"Come fara' la Germania, bisogna ripartire in Italia da lavoro, fisco e famiglia con un agenda di Governo  espansiva". E' quanto propone la segretaria generale della Cisl, Annamaria Furlan.  "L'accordo di governo per una grande coalizione in Germania e' una  dimostrazione di unita' di intenti, di serieta' e di coesione sociale  che dovrebbe essere presa in questa fase come un esempio da tutti gli  schieramenti politici italiani", scrive la Furlan che sottolinea come  la Germania punti a rilanciare il ruolo dello stato sociale, aumentare gli aiuti alle famiglie piu' deboli con bambini, investire nel sistema della formazione e della ricerca, garantendo anche l'accoglienza ai  migranti.      

  "La Germania spenderà circa 46 miliardi in più nei prossimi quattro  anni, restituendo dal bilancio pubblico più risorse alle famiglie. Lo  farà con una seria politica fiscale redistributiva, con più  investimenti pubblici e politiche sociali, senza cifre vaghe e senza  deficit, con progetti per sostenere la natalità, l'alternanza  scuola-lavoro per gli studenti, la digitalizzazione e portando il  finanziamento per la ricerca al 3,5 del prodotto lordo", aggiunge la  leader della Cisl che indica ?ne?i rilancio del dialogo sociale la  chiave dello sviluppo anche nel nostro paese, con un impegno  collettivo delle istituzioni, delle imprese e del sindacato.   

"Nessuno può pensare di essere autosufficiente o di  farcela da solo. E non servono nuove norme dirigistiche calate  dall'alto, come la proposta di un salario minimo per legge che  rappresenta un 'vulnus' ed una involuzione nelle relazioni  industriali, visto che più dell'80 per cento dei lavoratori in Italia  oggi e' già coperto dalla contrattazione", ammonisce la Furlan.       

"Questo - afferma Furlan - e' uno dei terreni specifici della  soggettività autonoma del sindacato, come contiamo di fare anche con  l'accordo sul nuovo sistema contrattuale che speriamo di siglare nei  prossimi giorni con la Confindustria". Per la leader della Cisl, il  lavoro per i giovani si crea favorendo una maggiore crescita economica del paese, con una politica industriale innovativa e rispettosa  dell'ambiente e cambiando a livello europeo le regole troppo rigide  del fiscal compact in modo da consentire maggiori investimenti  pubblici in infrastrutture, ricerca, innovazione, tutela del  territorio.   

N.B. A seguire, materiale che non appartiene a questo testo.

//! Integration tests for the GitHub events client.
//!
//! A wiremock server stands in for the API so status handling, headers and
//! body decoding can be checked without network access.

use std::time::Duration;

use gh_feed::github::{GitHubClient, GitHubError};
use serde_json::json;
use wiremock::matchers::{header, header_exists, method, path};
use wiremock::{Mock, MockServer, Request, ResponseTemplate};

// =============================================================================
// Test Helpers
// =============================================================================

fn client(server: &MockServer, token: Option<&str>) -> GitHubClient {
    GitHubClient::new(server.uri(), token.map(str::to_string), Duration::from_secs(5)).unwrap()
}

/// Base URL of a local port with nothing listening on it.
fn closed_port_uri() -> String {
    let listener = std::net::TcpListener::bind("127.0.0.1:0").unwrap();
    let port = listener.local_addr().unwrap().port();
    drop(listener);
    format!("http://127.0.0.1:{port}")
}

fn sample_events() -> serde_json::Value {
    json!([
        {"type": "WatchEvent", "repo": {"name": "octocat/Hello-World"}, "created_at": "2024-01-01T00:00:00Z"},
        {"type": "PushEvent", "repo": {"name": "octocat/Spoon-Knife"}, "payload": {"commits": [{}]}}
    ])
}

// =============================================================================
// Success Path
// =============================================================================

#[tokio::test]
async fn test_fetch_returns_raw_events_in_order() {
    let mock_server = MockServer::start().await;

    Mock::given(method("GET"))
        .and(path("/users/octocat/events"))
        .and(header("accept", "application/vnd.github+json"))
        .respond_with(ResponseTemplate::new(200).set_body_json(sample_events()))
        .expect(1)
        .mount(&mock_server)
        .await;

    let fetched = client(&mock_server, None).fetch_events("octocat").await.unwrap();

    assert_eq!(fetched.events.len(), 2);
    assert_eq!(fetched.events[0]["type"], "WatchEvent");
    assert_eq!(fetched.events[1]["repo"]["name"], "octocat/Spoon-Knife");
    assert_eq!(fetched.rate_limit_remaining, None);
}

#[tokio::test]
async fn test_token_is_sent_as_authorization_header() {
    let mock_server = MockServer::start().await;

    Mock::given(method("GET"))
        .and(path("/users/octocat/events"))
        .and(header("authorization", "token ghp_secret"))
        .respond_with(ResponseTemplate::new(200).set_body_json(json!([])))
        .expect(1)
        .mount(&mock_server)
        .await;

    let fetched = client(&mock_server, Some("ghp_secret"))
        .fetch_events("octocat")
        .await
        .unwrap();

    assert!(fetched.events.is_empty());
}

#[tokio::test]
async fn test_no_authorization_header_without_token() {
    let mock_server = MockServer::start().await;

    Mock::given(method("GET"))
        .and(path("/users/octocat/events"))
        .and(header_exists("user-agent"))
        .respond_with(ResponseTemplate::new(200).set_body_json(json!([])))
        .mount(&mock_server)
        .await;

    client(&mock_server, None).fetch_events("octocat").await.unwrap();

    let requests: Vec<Request> = mock_server.received_requests().await.unwrap();
    assert_eq!(requests.len(), 1);
    assert!(requests[0].headers.get("authorization").is_none());
}

#[tokio::test]
async fn test_rate_limit_remaining_is_reported() {
    let mock_server = MockServer::start().await;

    Mock::given(method("GET"))
        .and(path("/users/octocat/events"))
        .respond_with(
            ResponseTemplate::new(200)
                .insert_header("X-RateLimit-Remaining", "4")
                .set_body_json(json!([])),
        )
        .mount(&mock_server)
        .await;

    let fetched = client(&mock_server, None).fetch_events("octocat").await.unwrap();

    assert_eq!(fetched.rate_limit_remaining, Some(4));
    assert!(fetched.nearing_rate_limit());
}

// =============================================================================
// Error Statuses
// =============================================================================

#[tokio::test]
async fn test_404_is_user_not_found() {
    let mock_server = MockServer::start().await;

    Mock::given(method("GET"))
        .and(path("/users/ghost-user/events"))
        .respond_with(ResponseTemplate::new(404).set_body_json(json!({"message": "Not Found"})))
        .mount(&mock_server)
        .await;

    let err = client(&mock_server, None)
        .fetch_events("ghost-user")
        .await
        .unwrap_err();

    assert!(matches!(err, GitHubError::UserNotFound { ref username } if username == "ghost-user"));
    assert_eq!(err.user_message(), "Error: User 'ghost-user' not found.");
    assert!(!err.is_connection());
}

#[tokio::test]
async fn test_403_is_rate_limited() {
    let mock_server = MockServer::start().await;

    Mock::given(method("GET"))
        .and(path("/users/octocat/events"))
        .respond_with(ResponseTemplate::new(403).insert_header("X-RateLimit-Remaining", "0"))
        .mount(&mock_server)
        .await;

    let err = client(&mock_server, None)
        .fetch_events("octocat")
        .await
        .unwrap_err();

    assert!(matches!(err, GitHubError::RateLimited));
    assert_eq!(err.user_message(), "Error: Rate limit exceeded. Try again later.");
}

#[tokio::test]
async fn test_other_status_carries_code_and_reason() {
    let mock_server = MockServer::start().await;

    Mock::given(method("GET"))
        .and(path("/users/octocat/events"))
        .respond_with(ResponseTemplate::new(502))
        .mount(&mock_server)
        .await;

    let err = client(&mock_server, None)
        .fetch_events("octocat")
        .await
        .unwrap_err();

    assert!(matches!(err, GitHubError::Status { status: 502, .. }));
    assert_eq!(err.user_message(), "HTTP Error 502: Bad Gateway");
}

#[tokio::test]
async fn test_non_array_body_is_json_error() {
    let mock_server = MockServer::start().await;

    Mock::given(method("GET"))
        .and(path("/users/octocat/events"))
        .respond_with(ResponseTemplate::new(200).set_body_json(json!({"message": "odd"})))
        .mount(&mock_server)
        .await;

    let err = client(&mock_server, None)
        .fetch_events("octocat")
        .await
        .unwrap_err();

    assert!(matches!(err, GitHubError::Json(_)));
}

#[tokio::test]
async fn test_invalid_username_makes_no_request() {
    let mock_server = MockServer::start().await;

    let err = client(&mock_server, None)
        .fetch_events("../admin")
        .await
        .unwrap_err();

    assert!(matches!(err, GitHubError::InvalidUsername(_)));
    assert!(mock_server.received_requests().await.unwrap().is_empty());
}

#[tokio::test]
async fn test_unreachable_server_is_connection_error() {
    let uri = closed_port_uri();

    let client = GitHubClient::new(uri, None, Duration::from_secs(2)).unwrap();
    let err = client.fetch_events("octocat").await.unwrap_err();

    assert!(err.is_connection(), "expected connection error, got {err:?}");
    assert!(err.user_message().starts_with("Connection error:"));
}
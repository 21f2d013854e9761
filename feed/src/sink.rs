//! Output sinks for rendered lines.
//!
//! The feed pipeline never prints directly. Every line (activity lines,
//! notices, the summary block) goes through a [`Sink`], so the caller decides
//! whether output lands on a terminal, in a file, or in a test buffer.
//!
//! Provided sinks:
//!
//! - [`TerminalSink`]: writes to any [`Write`], wrapping colored lines in
//!   ANSI color / reset sequences
//! - `Vec<OutputLine>`: captures lines as-is
//! - [`from_fn`]: adapts a closure

use std::io::{self, Write};

use crossterm::style::{Color, Print, ResetColor, SetForegroundColor};
use crossterm::QueueableCommand;

/// A single line of output, optionally tagged with a display color.
#[derive(Debug, Clone, PartialEq, Eq)]
pub struct OutputLine {
    /// Line text without color codes or trailing newline.
    pub text: String,

    /// Color to paint the line with, `None` for plain output.
    pub color: Option<Color>,
}

impl OutputLine {
    /// A line without color.
    pub fn plain(text: impl Into<String>) -> Self {
        Self {
            text: text.into(),
            color: None,
        }
    }

    /// A line with an optional color.
    pub fn colored(text: impl Into<String>, color: Option<Color>) -> Self {
        Self {
            text: text.into(),
            color,
        }
    }
}

/// Consumer of output lines.
pub trait Sink {
    /// Accepts one line.
    fn emit(&mut self, line: OutputLine);
}

impl Sink for Vec<OutputLine> {
    fn emit(&mut self, line: OutputLine) {
        self.push(line);
    }
}

/// Sink that forwards every line to a closure.
pub struct FnSink<F>(F);

impl<F: FnMut(OutputLine)> Sink for FnSink<F> {
    fn emit(&mut self, line: OutputLine) {
        (self.0)(line);
    }
}

/// Wraps a closure as a [`Sink`].
///
/// ```
/// use gh_feed::sink::{from_fn, OutputLine, Sink};
///
/// let mut seen = Vec::new();
/// let mut sink = from_fn(|line: OutputLine| seen.push(line.text));
/// sink.emit(OutputLine::plain("hello"));
/// drop(sink);
/// assert_eq!(seen, ["hello"]);
/// ```
pub fn from_fn<F: FnMut(OutputLine)>(f: F) -> FnSink<F> {
    FnSink(f)
}

/// Writes lines to a terminal or any other writer.
///
/// Write errors don't interrupt the pipeline: the first one is kept, later
/// lines are dropped, and [`TerminalSink::finish`] reports it.
pub struct TerminalSink<W: Write> {
    writer: W,
    error: Option<io::Error>,
}

impl<W: Write> TerminalSink<W> {
    /// Creates a sink writing to `writer`.
    pub fn new(writer: W) -> Self {
        Self {
            writer,
            error: None,
        }
    }

    /// Flushes the writer and returns the first write error, if any.
    ///
    /// # Errors
    ///
    /// Returns the first I/O error seen while emitting, or the flush error.
    pub fn finish(mut self) -> io::Result<W> {
        if let Some(e) = self.error.take() {
            return Err(e);
        }
        self.writer.flush()?;
        Ok(self.writer)
    }

    fn write_line(&mut self, line: &OutputLine) -> io::Result<()> {
        match line.color {
            Some(color) => {
                self.writer
                    .queue(SetForegroundColor(color))?
                    .queue(Print(&line.text))?
                    .queue(ResetColor)?;
                writeln!(self.writer)
            }
            None => writeln!(self.writer, "{}", line.text),
        }
    }
}

impl<W: Write> Sink for TerminalSink<W> {
    fn emit(&mut self, line: OutputLine) {
        if self.error.is_some() {
            return;
        }
        if let Err(e) = self.write_line(&line) {
            self.error = Some(e);
        }
    }
}
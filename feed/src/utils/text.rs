//! String helpers for line templates.

/// Uppercases the first character and leaves the rest untouched.
///
/// ```
/// use gh_feed::utils::capitalize_first;
///
/// assert_eq!(capitalize_first("opened"), "Opened");
/// assert_eq!(capitalize_first("reOpened"), "ReOpened");
/// assert_eq!(capitalize_first(""), "");
/// ```
#[must_use]
pub fn capitalize_first(s: &str) -> String {
    let mut chars = s.chars();
    match chars.next() {
        Some(first) => first.to_uppercase().chain(chars).collect(),
        None => String::new(),
    }
}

- "Bisogna ricomporre le antiche fratture occupazionali,  sociali ed infrastrutturali tra il Nord ed il Sud, un tema finora  completamente assente nella campagna elettorale italiana, superando  tutti quei veti politici, burocratici e culturali che ostacolano la  costruzione trasparente e rapida delle opere pubbliche", aggiunge  ancora la Furlan. "Dobbiamo tutti porci l'obiettivo di far decollare  finalmente le politiche attive del lavoro ed una vera alternanza  scuola- lavoro in modo da incrociare la domanda con l'offerta dei  nuovi lavori. Ed approvare finalmente una normativa che favorisca la  partecipazione dei lavoratori non solo ai risultati aziendali ma anche nell'indirizzo e nel controllo degli investimenti delle imprese".       

Per Furlan, il futuro Governo "dovra' continuare anche a detassare gli accordi aziendali, riducendo le tasse anche sui fondi contrattuali e  previdenziali, in modo da sdoganare per gli investimenti quei duecento miliardi di fondi contrattuali e previdenziali che oggi vengono  investiti prevalentemente all'estero. L' obiettivo deve essere una  riforma fiscale funzionale allo sviluppo ed alla contrattazione,  attraverso un taglio strutturale delle aliquote fiscali, partendo dai  ceti piu' deboli, in modo da alzare i salari e le pensioni, premiare  le imprese che assumono, combattere l'evasione attraverso  l'introduzione del contrasto d'interesse, come avviene negli Stati  Uniti".